### The records:
┄┄┄┄┄┄┄┄┄┄
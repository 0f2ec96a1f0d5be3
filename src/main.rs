//! xy-scope - real-time XY oscilloscope
//!
//! Captures stereo audio from an input device and paints the left channel
//! against the right as a continuously evolving 2D trace.
//!
//! Keys: `m` toggles the menu, `0`-`9` select a capture device, `Esc` exits.

use std::sync::mpsc;
use std::time::Duration;

use eframe::egui;
use thiserror::Error;

mod audio;
mod render;
mod settings;

use audio::{AudioInput, CaptureError, CaptureReader, DualCaptureBuffer};
use render::CurveRenderer;
use settings::ScopeSettings;

/// Errors that end the process
#[derive(Error, Debug)]
enum ScopeError {
    #[error(transparent)]
    Capture(#[from] CaptureError),

    #[error("Window error: {0}")]
    Ui(#[from] eframe::Error),
}

const DEVICE_KEYS: [egui::Key; 10] = [
    egui::Key::Num0,
    egui::Key::Num1,
    egui::Key::Num2,
    egui::Key::Num3,
    egui::Key::Num4,
    egui::Key::Num5,
    egui::Key::Num6,
    egui::Key::Num7,
    egui::Key::Num8,
    egui::Key::Num9,
];

fn main() -> Result<(), ScopeError> {
    env_logger::init();
    log::info!("Starting xy-scope");

    let settings = ScopeSettings::from_env();
    log::debug!("Settings: {:?}", settings);

    let buffer = DualCaptureBuffer::new(settings.buffer_capacity);
    log::info!("Capture buffer: 2 x {} frames", buffer.frame_capacity());

    // Audio comes up before the window; failing to open the device is fatal
    let mut audio = AudioInput::new(buffer.clone());
    audio.start(settings.default_device)?;

    let reader = buffer
        .reader()
        .expect("capture reader is claimed once at startup");

    let (fatal_tx, fatal_rx) = mpsc::channel();

    let options = eframe::NativeOptions {
        viewport: egui::ViewportBuilder::default()
            .with_inner_size([settings.width as f32, settings.height as f32])
            .with_title("xy-scope"),
        ..Default::default()
    };

    eframe::run_native(
        "xy-scope",
        options,
        Box::new(move |_cc| Ok(Box::new(ScopeApp::new(settings, audio, reader, fatal_tx)))),
    )?;

    match fatal_rx.try_recv() {
        Ok(err) => Err(err.into()),
        Err(_) => Ok(()),
    }
}

struct ScopeApp {
    audio: AudioInput,
    reader: CaptureReader,
    renderer: CurveRenderer,
    texture: Option<egui::TextureHandle>,
    uploaded_revision: u64,
    frame_interval: Duration,
    show_menu: bool,
    fatal: mpsc::Sender<CaptureError>,
}

impl ScopeApp {
    fn new(
        settings: ScopeSettings,
        audio: AudioInput,
        reader: CaptureReader,
        fatal: mpsc::Sender<CaptureError>,
    ) -> Self {
        Self {
            audio,
            reader,
            renderer: CurveRenderer::new(settings.render),
            texture: None,
            uploaded_revision: 0,
            frame_interval: Duration::from_secs_f64(1.0 / settings.fps as f64),
            show_menu: settings.show_menu,
            fatal,
        }
    }

    fn handle_keyboard(&mut self, ctx: &egui::Context) {
        let (toggle_menu, exit, device) = ctx.input(|i| {
            (
                i.key_pressed(egui::Key::M),
                i.key_pressed(egui::Key::Escape),
                DEVICE_KEYS.iter().position(|k| i.key_pressed(*k)),
            )
        });

        if toggle_menu {
            log::debug!("Pressed key: M");
            self.show_menu = !self.show_menu;
            if self.show_menu {
                self.audio.refresh_devices();
            }
        }

        if let Some(index) = device {
            log::debug!("Pressed key: {}", index);
            self.select_device(ctx, index);
        }

        if exit {
            log::debug!("Pressed key: Escape");
            ctx.send_viewport_cmd(egui::ViewportCommand::Close);
        }
    }

    fn select_device(&mut self, ctx: &egui::Context, index: usize) {
        self.audio.refresh_devices();
        if index >= self.audio.devices.len() {
            log::debug!("No capture device {}, ignoring", index);
            return;
        }

        if let Err(e) = self.audio.select(index) {
            log::error!("Failed to switch capture device: {}", e);
            let _ = self.fatal.send(e);
            ctx.send_viewport_cmd(egui::ViewportCommand::Close);
        }
    }

    /// Swap the capture buffer, draw the new frames and upload the canvas
    fn draw_trace(&mut self, ctx: &egui::Context, size_px: [u32; 2]) -> Option<egui::TextureId> {
        let snapshot = self.reader.swap_and_take();
        let drawn = snapshot.len();
        self.renderer.render_frame(snapshot.iter(), size_px[0], size_px[1]);
        if drawn > 0 {
            log::trace!("Drew {} frames, beam at {:?}", drawn, self.renderer.last_point());
        }

        if self.renderer.revision() != self.uploaded_revision || self.texture.is_none() {
            let image = self.renderer.to_color_image()?;
            match &mut self.texture {
                Some(texture) => texture.set(image, egui::TextureOptions::LINEAR),
                None => {
                    self.texture =
                        Some(ctx.load_texture("xy-canvas", image, egui::TextureOptions::LINEAR));
                }
            }
            self.uploaded_revision = self.renderer.revision();
        }

        self.texture.as_ref().map(|t| t.id())
    }

    fn draw_menu(&self, ctx: &egui::Context) {
        let screen = ctx.screen_rect();
        let fg = self.renderer.settings.foreground;

        egui::Area::new(egui::Id::new("menu"))
            .fixed_pos(screen.min + screen.size() * 0.1)
            .show(ctx, |ui| {
                egui::Frame::none()
                    .stroke(egui::Stroke::new(1.0, fg))
                    .inner_margin(10.0)
                    .show(ui, |ui| {
                        ui.set_width(screen.width() * 0.8 - 20.0);
                        ui.visuals_mut().override_text_color = Some(fg);

                        ui.label("Shortcuts (Press m to toggle)");
                        ui.separator();
                        ui.label("Select input");
                        ui.separator();
                        for (i, name) in self.audio.devices.iter().enumerate() {
                            let marker = if self.audio.selected_device == Some(i) {
                                "*"
                            } else {
                                " "
                            };
                            ui.small(format!("{} {} - {}", marker, i, name));
                        }
                        ui.separator();
                        ui.small(&self.audio.status);
                        ui.label("Esc - Exit");
                    });
            });
    }
}

impl eframe::App for ScopeApp {
    fn update(&mut self, ctx: &egui::Context, _frame: &mut eframe::Frame) {
        ctx.request_repaint_after(self.frame_interval);

        self.handle_keyboard(ctx);

        egui::CentralPanel::default()
            .frame(egui::Frame::none().fill(self.renderer.settings.background))
            .show(ctx, |ui| {
                let rect = ui.max_rect();
                let size = rect.size() * ctx.pixels_per_point();
                let size_px = [size.x.round() as u32, size.y.round() as u32];

                if let Some(texture) = self.draw_trace(ctx, size_px) {
                    // Canvas y grows downward; flip so positive right channel points up
                    let uv = egui::Rect::from_min_max(egui::pos2(0.0, 1.0), egui::pos2(1.0, 0.0));
                    ui.painter().image(texture, rect, uv, egui::Color32::WHITE);
                }
            });

        if self.show_menu {
            self.draw_menu(ctx);
        }
    }
}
┄┄┄┄┄┄┄┄┄┄
### Work order:
Beginning with the line above that contains "let image = self.renderer.to_color_image()?;", copy each line exactly up to and including the line that contains "for (i, name)", and go no further.

### Response to the exercise:
            let image = self.renderer.to_color_image()?;
            match &mut self.texture {
                Some(texture) => texture.set(image, egui::TextureOptions::LINEAR),
                None => {
                    self.texture =
                        Some(ctx.load_texture("xy-canvas", image, egui::TextureOptions::LINEAR));
                }
            }
            self.uploaded_revision = self.renderer.revision();
        }

        self.texture.as_ref().map(|t| t.id())
    }

    fn draw_menu(&self, ctx: &egui::Context) {
        let screen = ctx.screen_rect();
        let fg = self.renderer.settings.foreground;

        egui::Area::new(egui::Id::new("menu"))
            .fixed_pos(screen.min + screen.size() * 0.1)
            .show(ctx, |ui| {
                egui::Frame::none()
                    .stroke(egui::Stroke::new(1.0, fg))
                    .inner_margin(10.0)
                    .show(ui, |ui| {
                        ui.set_width(screen.width() * 0.8 - 20.0);
                        ui.visuals_mut().override_text_color = Some(fg);

                        ui.label("Shortcuts (Press m to toggle)");
                        ui.separator();
                        ui.label("Select input");
                        ui.separator();
                        for (i, name) in self.audio.devices.iter().enumerate() {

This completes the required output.